The OP's friend is an ass.

OP, starting a conversation with honey you have autism and need help is not helpful. Good communication skills uses I statements not blame. Blaming marital problems on the spouse b/c he has autism won't change anything. OP needs to start with herself.
Anonymous
Anonymous wrote:
Anonymous wrote:If you want to stay married to him, I would seek resources to help you navigate your relationship with him.

I'm not sure why people are being so cruel to you - they seem to be projecting a great deal. I don't see anywhere in your post that you're trying to change him, and if he does indeed have an autism spectrum disorder then you won't be able to.

What attracted you to him in the beginning of your relationship? When did things start to become more difficult?
If he does have an ASD then he was the same person before you married, but I'm sure the stress of children and family life has impacted him.



He was kind, interesting, and gave a lot of quality time when dating. Married life is not dating life of course. Things change.... you talk about schedules, you socialize with your spouse with others more, you argue more due to life's new stresses, communication becomes more important because your conversations are no longer mainly about where to go grab drinks at. Because of these changes there are certain aspects of my spouses personality that are more exposed that when dating. Things became most difficult after kids. He is overwhelmed, and frankly as a result so am I.


No kidding things change. You sound very naive.

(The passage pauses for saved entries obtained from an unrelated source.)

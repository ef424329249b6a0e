//! Covariance kernels for the Gaussian-process surrogate: Matern(nu=5/2)
//! and squared-exponential (RBF), both with a scalar signal variance and
//! either an isotropic or per-dimension length scale.

use ndarray::{Array1, Array2};

use crate::helpers::linalg::cross_euclidean_distances_as_array;

/// Length scale, either one value shared by every input dimension
/// (isotropic) or one per dimension (anisotropic).
#[derive(Debug, Clone)]
pub enum LengthScale {
    Isotropic(f64),
    Anisotropic(Array1<f64>),
}

impl LengthScale {
    pub fn as_vec(&self, d: usize) -> Array1<f64> {
        match self {
            LengthScale::Isotropic(l) => Array1::from_elem(d, *l),
            LengthScale::Anisotropic(v) => v.clone(),
        }
    }
}

fn scaled_squared_distances(a: &Array2<f64>, b: &Array2<f64>, length_scale: &Array1<f64>) -> Array2<f64> {
    let scale = |m: &Array2<f64>| {
        let mut out = m.clone();
        for mut row in out.rows_mut() {
            for (v, &l) in row.iter_mut().zip(length_scale.iter()) {
                *v /= l;
            }
        }
        out
    };
    cross_euclidean_distances_as_array(&scale(a), &scale(b))
}

#[derive(Debug, Clone)]
pub enum Kernel {
    /// Matern covariance with smoothness `nu = 5/2`.
    Matern52 { length_scale: LengthScale },
    /// Squared-exponential (radial basis function) covariance.
    Rbf { length_scale: LengthScale },
}

impl Kernel {
    /// Covariance matrix (signal variance 1) between rows of `a` and `b`.
    pub fn covariance(&self, a: &Array2<f64>, b: &Array2<f64>) -> Array2<f64> {
        let d = a.ncols();
        match self {
            Kernel::Matern52 { length_scale } => {
                let r2 = scaled_squared_distances(a, b, &length_scale.as_vec(d));
                r2.mapv(|r2| {
                    let r = r2.max(0.0).sqrt();
                    let sqrt5_r = 5.0_f64.sqrt() * r;
                    (1.0 + sqrt5_r + 5.0 / 3.0 * r2) * (-sqrt5_r).exp()
                })
            }
            Kernel::Rbf { length_scale } => {
                let r2 = scaled_squared_distances(a, b, &length_scale.as_vec(d));
                r2.mapv(|r2| (-0.5 * r2).exp())
            }
        }
    }
}

#[cfg(test)]
mod tests {
    use super::*;
    use ndarray::array;

    #[test]
    fn test_matern52_diagonal_is_one() {
        let kernel = Kernel::Matern52 {
            length_scale: LengthScale::Isotropic(0.5),
        };
        let x = array![[0.0, 0.0], [1.0, 1.0]];
        let k = kernel.covariance(&x, &x);
        assert!((k[[0, 0]] - 1.0).abs() < 1e-12);
        assert!((k[[1, 1]] - 1.0).abs() < 1e-12);
        assert!(k[[0, 1]] < 1.0);
        assert_eq!(k[[0, 1]], k[[1, 0]]);
    }

    #[test]
    fn test_rbf_decays_with_distance() {
        let kernel = Kernel::Rbf {
            length_scale: LengthScale::Isotropic(1.0),
        };
        let x = array![[0.0, 0.0]];
        let near = array![[0.1, 0.0]];
        let far = array![[5.0, 0.0]];
        let k_near = kernel.covariance(&x, &near)[[0, 0]];
        let k_far = kernel.covariance(&x, &far)[[0, 0]];
        assert!(k_near > k_far);
    }

    #[test]
    fn test_anisotropic_length_scale_applies_per_dimension() {
        let kernel = Kernel::Rbf {
            length_scale: LengthScale::Anisotropic(array![1.0, 100.0]),
        };
        let x = array![[0.0, 0.0]];
        let moved_in_stretched_dim = array![[0.0, 10.0]];
        let moved_in_tight_dim = array![[10.0, 0.0]];
        let k_stretched = kernel.covariance(&x, &moved_in_stretched_dim)[[0, 0]];
        let k_tight = kernel.covariance(&x, &moved_in_tight_dim)[[0, 0]];
        assert!(k_stretched > k_tight);
    }
}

People's key personality traits don't change with marriage and don't morph into autism.

Is your friend by any by any chance a social worker at a SN school? If so, she makes it a hobby to diagnose spouses.
Anonymous
Armchair diagnoses of "aspergers" and "narcissist" and "borderline" seem to be rampant these days. Don't make things complicated. Go to counseling and let a pro observe how you two communicate so she can offer objective advice.
Anonymous
Divorce him. He's weird.
Anonymous
Anonymous wrote:
Anonymous wrote:Do you have kids, OP?


Yes

Aspergers are prominent in men. It is passed down from father to son.